Que alguien como Donald Trump haya ganado la presidencia de los Estados Unidos debe interpretarse como un síntoma. Muy grave ha de ser la enfermedad para que algo así pueda pasar. Aunque hay que decir que en una democracia “normal” la victoria hubiera correspondido a Hillary Clinton, pues obtuvo unos 300 mil votos más que su adversario. Pero en el anacrónico sistema electoral estadounidense son los colegios electorales (estado por estado, según su acentuada sensibilidad federal) los que deciden el ganador y ahí el triunfo de Trump ha sido aplastante.
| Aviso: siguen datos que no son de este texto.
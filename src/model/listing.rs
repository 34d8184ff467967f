//! Code listings with tagged regions
//!
//! A listing is the source text shown inside a stack frame. Trace points
//! refer to pieces of it by tag, written inline as `[[tag|text]]`:
//!
//! ```text
//! def fact(n):
//!     if [[test|n == 0]]:
//!         [[base|return 1]]
//! ```
//!
//! Parsing strips the markup and records each region's line, column and
//! width in characters. Regions never span lines.

/// A tagged span of a listing
#[derive(Debug, Clone, PartialEq, Eq)]
pub struct Region {
    pub tag: String,
    pub line: usize,
    pub column: usize,
    pub width: usize,
}

/// Plain listing text plus the regions tagged in it
#[derive(Debug, Clone, PartialEq, Eq, Default)]
pub struct Listing {
    lines: Vec<String>,
    regions: Vec<Region>,
}

impl Listing {
    /// Parse a listing, stripping `[[tag|text]]` markup
    pub fn parse(source: &str) -> Self {
        let mut regions = Vec::new();
        let lines = source
            .lines()
            .enumerate()
            .map(|(line, raw)| parse_line(raw, line, &mut regions))
            .collect();
        Listing { lines, regions }
    }

    pub fn lines(&self) -> &[String] {
        &self.lines
    }

    pub fn regions(&self) -> &[Region] {
        &self.regions
    }

    /// Indices of every region carrying `tag`
    pub fn matching(&self, tag: &str) -> Vec<usize> {
        self.regions
            .iter()
            .enumerate()
            .filter(|(_, region)| region.tag == tag)
            .map(|(index, _)| index)
            .collect()
    }

    /// Width of the longest line in characters
    pub fn max_width(&self) -> usize {
        self.lines
            .iter()
            .map(|l| l.chars().count())
            .max()
            .unwrap_or(0)
    }
}

fn parse_line(raw: &str, line: usize, regions: &mut Vec<Region>) -> String {
    let mut plain = String::new();
    let mut rest = raw;

    while let Some(open) = rest.find("[[") {
        let after = &rest[open + 2..];
        let (Some(bar), Some(close)) = (after.find('|'), after.find("]]")) else {
            break;
        };
        if bar > close {
            // "[[" without a tag separator before the closing "]]": literal text
            plain.push_str(&rest[..open + 2]);
            rest = after;
            continue;
        }

        plain.push_str(&rest[..open]);
        let text = &after[bar + 1..close];
        regions.push(Region {
            tag: after[..bar].trim().to_string(),
            line,
            column: plain.chars().count(),
            width: text.chars().count(),
        });
        plain.push_str(text);
        rest = &after[close + 2..];
    }

    plain.push_str(rest);
    plain
}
La América “profunda”, rural y conservadora, se ha impuesto sobre la América urbana, más dinámica y liberal. Un historiador francés señaló que la gente que vive en la costa, frente al horizonte abierto del mar, es asimismo más abierta y progresista que las personas del interior. El mapa electoral muestra en efecto, coloreados del azul que corresponde a los demócratas a los estados frente a ambos océanos; el centro del país es y ha sido tradicionalmente rojo republicano. Pero en este año ha habido un vuelco tal que el partido de Clinton perdió varios estados considerados “seguros” y otros indecisos se inclinaron por el sorpresivo y provocador político que es el millonario Donald Trump.
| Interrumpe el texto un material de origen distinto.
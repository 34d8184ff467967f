//! Main TUI application state and logic
//!
//! The app runs as a task on the same `LocalSet` as the traced program: each
//! tick it draws, handles at most one pending key, then sleeps so traced
//! bodies, animations and the run timer get to make progress.

use crate::surface::Canvas;
use crate::trace::{Control, TraceSession};
use crossterm::event::{self, Event, KeyCode, KeyEvent, KeyEventKind};
use ratatui::{
    backend::Backend,
    layout::{Constraint, Direction, Layout},
    Frame, Terminal,
};
use std::cell::RefCell;
use std::io;
use std::rc::Rc;
use std::time::Duration;
use tracing::debug;

/// Time between two redraws
const TICK: Duration = Duration::from_millis(16);

/// The main application state
pub struct App {
    /// The session being visualized
    pub session: TraceSession,

    /// The canvas the session draws on
    pub canvas: Rc<RefCell<Canvas>>,

    /// Whether the app should quit
    pub should_quit: bool,

    /// Status message to display
    pub status_message: String,
}

impl App {
    /// Create a new app; `canvas` must be the surface `session` was built with
    pub fn new(session: TraceSession, canvas: Rc<RefCell<Canvas>>) -> Self {
        App {
            session,
            canvas,
            should_quit: false,
            status_message: String::from("Ready!"),
        }
    }

    /// Run the TUI application until the user quits
    pub async fn run<B: Backend>(&mut self, terminal: &mut Terminal<B>) -> io::Result<()> {
        loop {
            terminal.draw(|f| self.render(f))?;

            if self.should_quit {
                break;
            }

            if event::poll(Duration::ZERO)? {
                if let Event::Key(key) = event::read()? {
                    if key.kind == KeyEventKind::Press {
                        self.handle_key_event(key);
                    }
                }
            }

            tokio::time::sleep(TICK).await;
        }

        Ok(())
    }

    /// Render the UI
    fn render(&mut self, frame: &mut Frame) {
        let chunks = Layout::default()
            .direction(Direction::Vertical)
            .constraints([Constraint::Min(0), Constraint::Length(1)])
            .split(frame.area());

        let inner = super::panes::canvas_area(chunks[0]);
        self.canvas
            .borrow_mut()
            .resize(inner.width as f64, inner.height as f64);

        super::panes::render_canvas_pane(
            frame,
            chunks[0],
            self.session.title(),
            &self.canvas.borrow(),
        );

        let outcome = self.session.outcome();
        let finished = self.session.is_finished();
        let message = match &outcome {
            Some(Ok(value)) if !self.session.is_running() => format!("Returned {}", value),
            Some(Err(err)) => format!("Error: {}", err),
            None if finished => "Trace ended without a result".to_string(),
            _ => self.status_message.clone(),
        };
        super::panes::render_status_bar(
            frame,
            chunks[1],
            super::panes::StatusRenderData {
                message: &message,
                depth: self.session.depth(),
                pending: self.session.pending_steps(),
                running: self.session.is_running(),
                finished,
                failed: finished && !matches!(outcome, Some(Ok(_))),
            },
        );
    }

    /// Handle keyboard events
    fn handle_key_event(&mut self, key: KeyEvent) {
        match key.code {
            KeyCode::Char('q') | KeyCode::Char('Q') => {
                self.should_quit = true;
            }
            KeyCode::Right => {
                self.session.control(Control::StepIn);
                self.status_message = "Stepped in".to_string();
            }
            KeyCode::Char('s') | KeyCode::Char('S') => {
                self.session.control(Control::StepOver);
                self.status_message = "Stepped over".to_string();
            }
            KeyCode::Char(' ') => {
                if self.session.stop() {
                    self.session.set_trace_mode(true);
                    self.status_message = "Paused".to_string();
                } else {
                    self.session.control(Control::Run);
                    self.status_message = "Running...".to_string();
                }
            }
            KeyCode::Char('r') | KeyCode::Char('R') => {
                self.session.control(Control::Reset);
                self.status_message = "Reset".to_string();
            }
            other => debug!(?other, "unbound key"),
        }
    }
}
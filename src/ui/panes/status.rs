//! Status bar rendering with keybindings and state indicators

use crate::ui::theme::DEFAULT_THEME;
use ratatui::{
    layout::{Alignment, Constraint, Direction, Layout, Rect},
    style::{Color, Modifier, Style},
    text::{Line, Span},
    widgets::Paragraph,
    Frame,
};

/// What the status bar shows about the session
#[derive(Debug, Clone, Copy, PartialEq, Eq)]
pub struct StatusRenderData<'a> {
    pub message: &'a str,
    pub depth: usize,
    pub pending: usize,
    pub running: bool,
    pub finished: bool,
    pub failed: bool,
}

/// Render the status bar at the bottom
pub fn render_status_bar(frame: &mut Frame, area: Rect, data: StatusRenderData) {
    let layout = Layout::default()
        .direction(Direction::Horizontal)
        .constraints([Constraint::Percentage(50), Constraint::Percentage(50)])
        .split(area);

    // Left side: stack depth, queue length and the last message
    let left_spans = vec![
        Span::styled(
            format!(" Depth {} ", data.depth),
            Style::default()
                .bg(if data.failed {
                    DEFAULT_THEME.error
                } else {
                    DEFAULT_THEME.primary
                })
                .fg(Color::Black)
                .add_modifier(Modifier::BOLD),
        ),
        Span::styled(
            format!(" {} pending ", data.pending),
            Style::default().bg(DEFAULT_THEME.bar_bg).fg(DEFAULT_THEME.comment),
        ),
        Span::styled(
            " | ",
            Style::default().bg(DEFAULT_THEME.bar_bg).fg(DEFAULT_THEME.comment),
        ),
        Span::styled(
            format!(" {} ", data.message),
            Style::default().bg(DEFAULT_THEME.bar_bg).fg(if data.failed {
                DEFAULT_THEME.error
            } else {
                DEFAULT_THEME.fg
            }),
        ),
    ];

    let left_paragraph = Paragraph::new(Line::from(left_spans))
        .style(Style::default().bg(DEFAULT_THEME.bar_bg))
        .alignment(Alignment::Left);
    frame.render_widget(left_paragraph, layout[0]);

    // Right side: keybindings and the mode indicator
    let key_style = Style::default().bg(DEFAULT_THEME.comment).fg(Color::Black);
    let desc_style = Style::default().bg(DEFAULT_THEME.bar_bg).fg(DEFAULT_THEME.fg);
    let sep_style = Style::default().bg(DEFAULT_THEME.bar_bg).fg(DEFAULT_THEME.comment);

    let mut right_spans = vec![
        Span::styled(" → ", key_style),
        Span::styled(" step in ", desc_style),
        Span::styled("│", sep_style),
        Span::styled(" ", desc_style),
        Span::styled(" s ", key_style),
        Span::styled(" step over ", desc_style),
        Span::styled("│", sep_style),
        Span::styled(" ", desc_style),
        Span::styled(" ⎵ ", key_style),
        Span::styled(" run ", desc_style),
        Span::styled("│", sep_style),
        Span::styled(" ", desc_style),
        Span::styled(" r ", key_style),
        Span::styled(" reset ", desc_style),
        Span::styled("│", sep_style),
        Span::styled(" ", desc_style),
        Span::styled("q", key_style),
        Span::styled(" quit ", desc_style),
    ];

    let indicator = if data.running {
        Some((" ▶ RUNNING ", DEFAULT_THEME.secondary))
    } else if data.failed {
        Some((" ERROR ", DEFAULT_THEME.error))
    } else if data.finished {
        Some((" DONE ", DEFAULT_THEME.success))
    } else {
        None
    };
    if let Some((label, bg)) = indicator {
        right_spans.push(Span::styled("│", sep_style));
        right_spans.push(Span::styled(
            label,
            Style::default()
                .bg(bg)
                .fg(Color::Black)
                .add_modifier(Modifier::BOLD),
        ));
    }

    let right_paragraph = Paragraph::new(Line::from(right_spans))
        .style(Style::default().bg(DEFAULT_THEME.bar_bg))
        .alignment(Alignment::Right);
    frame.render_widget(right_paragraph, layout[1]);
}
Lo que representa es algo distinto a un simple giro a la derecha, según el vaivén electoral que vuelve la alternancia como normal en una democracia madura. En este caso la sorpresa y el susto es semejante a cuando Hitler se impuso – lo impuso el sistema, pues no ganó en las urnas – en la Alemania de posguerra, o la reciente decisión británica de salirse de la Unión Europa por no aceptar a refugiados inmigrantes o la del pueblo colombiano diciendo “no” al acuerdo de paz. ¿Es posible todavía el análisis de la realidad cuando ésta aparece como no racional? ¿Puede la razón dar cuenta de la irracionalidad?
Por lo menos ha de ser factible exponer las razones. Varios analistas vienen señalando la acumulación de frustración, ira y despecho que habrían llevado a que una cantidad considerable de personas ( más de 59 millones) le hayan dado su voto a quien se presentaba haciendo alarde de xenofobia, misoginia y nacionalismo extremo, que representa un reforzamiento del supremacismo blanco. No necesariamente por la crisis industrial: de hecho el desempleo ha vuelto a niveles por debajo del 5%.
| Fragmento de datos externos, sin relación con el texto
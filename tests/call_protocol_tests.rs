// Invocation protocol: lookup, value stack, frames and value tags

mod common;

use calltrace::config::TraceConfig;
use calltrace::model::function::FunctionInfo;
use calltrace::model::value::Value;
use calltrace::trace::TracedFunction;
use calltrace::TraceError;
use common::{info, session, session_with, settle};
use tokio::task::LocalSet;

#[tokio::test(flavor = "current_thread", start_paused = true)]
async fn test_unknown_function() {
    LocalSet::new()
        .run_until(async {
            let (session, _canvas) = session();
            assert_eq!(
                session.call("nope", vec![]).await,
                Err(TraceError::FunctionNotFound {
                    name: "nope".to_string()
                })
            );
            assert_eq!(session.depth(), 0);
        })
        .await;
}

#[tokio::test(flavor = "current_thread", start_paused = true)]
async fn test_arguments_pass_through_value_stack() {
    LocalSet::new()
        .run_until(async {
            let (session, _canvas) = session();
            session.define(info("sub", "return a - b"), |s| async move {
                let b = s.pop().as_int().unwrap_or(0);
                let a = s.pop().as_int().unwrap_or(0);
                Ok(Value::Int(a - b))
            });

            let result = session
                .call("sub", vec![Value::Int(10), Value::Int(3)])
                .await;
            assert_eq!(result, Ok(Value::Int(7)));
            assert_eq!(session.pop(), Value::Undefined);
        })
        .await;
}

#[tokio::test(flavor = "current_thread", start_paused = true)]
async fn test_value_stack_peek_and_pop() {
    LocalSet::new()
        .run_until(async {
            let (session, _canvas) = session();
            session.push(Value::from("x"));
            session.push(Value::Int(2));
            assert_eq!(session.peek(), Value::Int(2));
            assert_eq!(session.pop(), Value::Int(2));
            assert_eq!(session.pop(), Value::from("x"));
            assert_eq!(session.pop(), Value::Undefined);
            assert_eq!(session.peek(), Value::Undefined);
        })
        .await;
}

#[tokio::test(flavor = "current_thread", start_paused = true)]
async fn test_missing_variable() {
    LocalSet::new()
        .run_until(async {
            let (session, _canvas) = session();
            session.define(info("f", "return x"), |s| async move { s.get("x") });
            assert_eq!(
                session.call("f", vec![]).await,
                Err(TraceError::NameNotFound {
                    name: "x".to_string()
                })
            );
        })
        .await;
}

#[tokio::test(flavor = "current_thread", start_paused = true)]
async fn test_frame_operations_need_a_frame() {
    LocalSet::new()
        .run_until(async {
            let (session, _canvas) = session();
            assert_eq!(session.declare("x"), Err(TraceError::NoActiveFrame));
            assert_eq!(session.current_frame_handle(), Err(TraceError::NoActiveFrame));
        })
        .await;
}

struct Bare(FunctionInfo);

impl TracedFunction for Bare {
    fn info(&self) -> &FunctionInfo {
        &self.0
    }
}

#[tokio::test(flavor = "current_thread", start_paused = true)]
async fn test_run_without_body() {
    LocalSet::new()
        .run_until(async {
            let (session, _canvas) = session();
            session.define_function(Bare(info("bare", "")));
            assert_eq!(
                session.call("bare", vec![]).await,
                Err(TraceError::UnimplementedOperation {
                    operation: "bare::run".to_string()
                })
            );
        })
        .await;
}

#[tokio::test(flavor = "current_thread", start_paused = true)]
async fn test_keep_last_frame() {
    LocalSet::new()
        .run_until(async {
            let (session, canvas) = session_with(TraceConfig::default().with_keep_last_frame(true));
            session.define(info("f", "[[a|return 1]]"), |s| async move {
                s.pause("a").await?;
                Ok(Value::Int(1))
            });
            session.set_entry_call("f", vec![]);
            session.start();
            settle().await;
            session.step_in();
            settle().await;

            assert_eq!(session.outcome(), Some(Ok(Value::Int(1))));
            assert_eq!(session.depth(), 1);
            assert_eq!(session.with_current_frame(|f| f.is_kept()), Ok(true));
            assert_eq!(canvas.borrow().attached_frames().count(), 1);
        })
        .await;
}

#[tokio::test(flavor = "current_thread", start_paused = true)]
async fn test_nested_frames_are_offset() {
    LocalSet::new()
        .run_until(async {
            let config = TraceConfig::default()
                .with_frame_deltas(5.0, 3.0)
                .with_max_depth(2);
            let (session, canvas) = session_with(config);
            session.define(info("g", "[[in|pass]]"), |s| async move {
                let caller = s.with_caller_frame(|f| f.name().to_string())?;
                s.pause("in").await?;
                Ok(Value::from(caller))
            });
            session.define(info("f", "[[call|g()]]"), |s| async move {
                s.request_async_step("call", |s| async move { s.call("g", vec![]).await })
                    .await
            });
            session.set_entry_call("f", vec![]);
            session.start();
            settle().await;
            session.step_in();
            settle().await;

            let canvas = canvas.borrow();
            let frames: Vec<_> = canvas.attached_frames().collect();
            assert_eq!(frames.len(), 2);
            assert_eq!((frames[0].x, frames[0].y), (1.0, 1.0));
            // The fly-in has brought g back to its slot
            assert!((frames[1].x - 6.0).abs() < 1e-9);
            assert!((frames[1].y - 4.0).abs() < 1e-9);
            // 80 - 2 margins - 2 borders - 2 levels * 5
            assert_eq!(frames[1].width, 66.0);
            drop(canvas);

            session.step_in();
            settle().await;
            assert_eq!(session.outcome(), Some(Ok(Value::from("f"))));
        })
        .await;
}

#[tokio::test(flavor = "current_thread", start_paused = true)]
async fn test_function_frame_size_override() {
    LocalSet::new()
        .run_until(async {
            let (session, canvas) = session();
            session.define(
                info("f", "[[a|pass]]")
                    .with_frame_width(30.0)
                    .with_frame_height(6.0),
                |s| async move {
                    s.pause("a").await?;
                    Ok(Value::Undefined)
                },
            );
            session.set_entry_call("f", vec![]);
            session.start();
            settle().await;

            let canvas = canvas.borrow();
            let frame = canvas.attached_frames().next().unwrap();
            assert_eq!((frame.width, frame.height), (30.0, 6.0));
        })
        .await;
}

#[tokio::test(flavor = "current_thread", start_paused = true)]
async fn test_step_result_is_tagged() {
    LocalSet::new()
        .run_until(async {
            let (session, canvas) = session();
            session.define(
                info("f", "x = [[sum|2 + 3]]\n[[done|return x]]"),
                |s| async move {
                    let x = s.request_step_and_tag("sum", |_| Value::Int(5)).await?;
                    s.pause("done").await?;
                    Ok(x)
                },
            );
            session.set_entry_call("f", vec![]);
            session.start();
            settle().await;
            session.step_in();
            settle().await;

            {
                let canvas = canvas.borrow();
                let frame = canvas.attached_frames().next().unwrap();
                assert_eq!(frame.tags.len(), 1);
                assert_eq!(frame.tags[0].text, "5");
                assert_eq!((frame.tags[0].line, frame.tags[0].column), (1, 4));
            }

            assert_eq!(session.remove_value_tag("sum"), Ok(true));
            assert_eq!(session.remove_value_tag("sum"), Ok(false));
        })
        .await;
}

#[tokio::test(flavor = "current_thread", start_paused = true)]
async fn test_variables_follow_assignments() {
    LocalSet::new()
        .run_until(async {
            let (session, canvas) = session();
            session.define(info("f", "[[a|x = 3]]"), |s| async move {
                s.declare("x")?;
                s.layout_variables()?;
                s.request_step("a", |s| s.set("x", Value::Int(3))).await??;
                s.pause("a").await?;
                Ok(Value::Undefined)
            });
            session.set_entry_call("f", vec![]);
            session.start();
            settle().await;
            {
                let canvas = canvas.borrow();
                let frame = canvas.attached_frames().next().unwrap();
                assert_eq!(frame.variable("x").unwrap().text, "");
            }

            session.step_in();
            settle().await;
            assert_eq!(session.get("x"), Ok(Value::Int(3)));
            let canvas = canvas.borrow();
            let frame = canvas.attached_frames().next().unwrap();
            assert_eq!(frame.variable("x").unwrap().text, "3");
        })
        .await;
}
Lo que ha pasado es que muchos se identificaron con el descaro y la provocación del novel político que ha hecho de “lo políticamente incorrecto” un arma formidable de propaganda. Gastó mucho menos en su campaña que su oponente con el truco de convertir en noticia cualquier exabrupto suyo. Utilizó las mentiras flagrantes como una estrategia deliberada, que obliga al contrario a desmentirlas, con lo que queda atrapado en los temas del otro. Hizo de la simplicidad elemento de identificación para gente poco informada, que simpatiza con la espontaneidad y sinceridad aparentes del candidato. Éste dice y expresa lo que muchos pensaban pero no se atrevían a decir. Se revela de pronto cuán extremista y atrasada, ignorante y fascista es buena parte del pueblo norteamericano, de la autoproclamada “mayor democracia del mundo”.
Incapaz de entender el inexorable declive de la hegemonía mundial norteamericana, el pueblo eligió en 2008 al brillante orador y vendedor de sueños que ha sido Obama, capaz de convertir en esperanza la inocultable decadencia. Ahora el péndulo se fue al otro extremo y es electo un hábil demagogo que tras el espejismo de “hacer a América grande de nuevo” de hecho plantea el repliegue de la superpotencia. O sea: la conveniencia de llegar a acuerdos con Rusia (la otrora superpotencia) para frenar el peligro de guerra generalizada, frenar el libre comercio ante la inundación de productos chinos y la pérdida de empleos, frenar la oleada de inmigrantes con un recurso medieval: levantar una muralla en su frontera sur. Estados Unidos toma conciencia de su imparable declive y viene la reacción más reaccionaria: una variante del fascismo que siempre estuvo ahí, latente. Su misión: tratar de frenar la historia.